- [EXERCISE BRIEF]:
Restate word for word the entries below, starting with the line with "and 0 elsewhere" and continuing through the line with "injected per source.". Include both of those lines and no others.

+++ DATA FOR THE TASK

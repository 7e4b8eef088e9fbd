//! Physarum adaptive-network solver.
//!
//! This module provides the numerical engine of the simulation.
//!
//! ## Iteration
//!
//! Each round assembles a flow-conservation system `A p = b` where:
//! - `p` contains the node pressures
//! - `A[j][i] = D_ij / L_ij` for every neighbour `i` of node `j`, and the
//!   diagonal holds the negated row sum
//! - `b` is `+I0` at sources, `-I0` at sinks and 0 elsewhere
//!
//! The system is solved in the least-squares sense, pressures are written
//! back to the nodes, and every connection then adapts:
//!
//! ```text
//! Q = D/L * (p_start - p_end)
//! D <- D + weight * (f(|Q|) - alpha * D)
//! ```
//!
//! The run stops once no conductivity moves by more than the convergence
//! epsilon, or when the iteration budget is spent.

mod config;
mod least_squares;
mod physarum;
mod system;
mod trace;

pub use config::SolverConfig;
pub use least_squares::solve_least_squares;
pub use physarum::{PhysarumSolver, SinkPinning, SolveReport};
pub use system::FlowSystem;
pub use trace::{
    ConnectionState, IterationSnapshot, NodeState, SolveTrace, TopologySnapshot, TraceOutcome,
};

/// Default flux exponent.
pub const DEFAULT_MUE: f64 = 1.2;

/// Default current injected per source.
pub const DEFAULT_I0: f64 = 1.0;

/// Default conductivity a connection must exceed to survive.
pub const DEFAULT_SURVIVAL_THRESHOLD: f64 = 0.001;

/// Default iteration budget per run.
pub const DEFAULT_MAX_ITERATIONS: usize = 50;

/// Default per-connection stability bound.
pub const DEFAULT_CONVERGENCE_EPSILON: f64 = 0.00001;

/// Default lower bound for random initial conductivities.
pub const DEFAULT_CONDUCTIVITY_MIN: f64 = 0.5;

/// Default upper bound for random initial conductivities.
pub const DEFAULT_CONDUCTIVITY_MAX: f64 = 1.0;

++++++

- [TASK SOLUTION]:
//! - `b` is `+I0` at sources, `-I0` at sinks and 0 elsewhere
//!
//! The system is solved in the least-squares sense, pressures are written
//! back to the nodes, and every connection then adapts:
//!
//! ```text
//! Q = D/L * (p_start - p_end)
//! D <- D + weight * (f(|Q|) - alpha * D)
//! ```
//!
//! The run stops once no conductivity moves by more than the convergence
//! epsilon, or when the iteration budget is spent.

mod config;
mod least_squares;
mod physarum;
mod system;
mod trace;

pub use config::SolverConfig;
pub use least_squares::solve_least_squares;
pub use physarum::{PhysarumSolver, SinkPinning, SolveReport};
pub use system::FlowSystem;
pub use trace::{
    ConnectionState, IterationSnapshot, NodeState, SolveTrace, TopologySnapshot, TraceOutcome,
};

/// Default flux exponent.
pub const DEFAULT_MUE: f64 = 1.2;

/// Default current injected per source.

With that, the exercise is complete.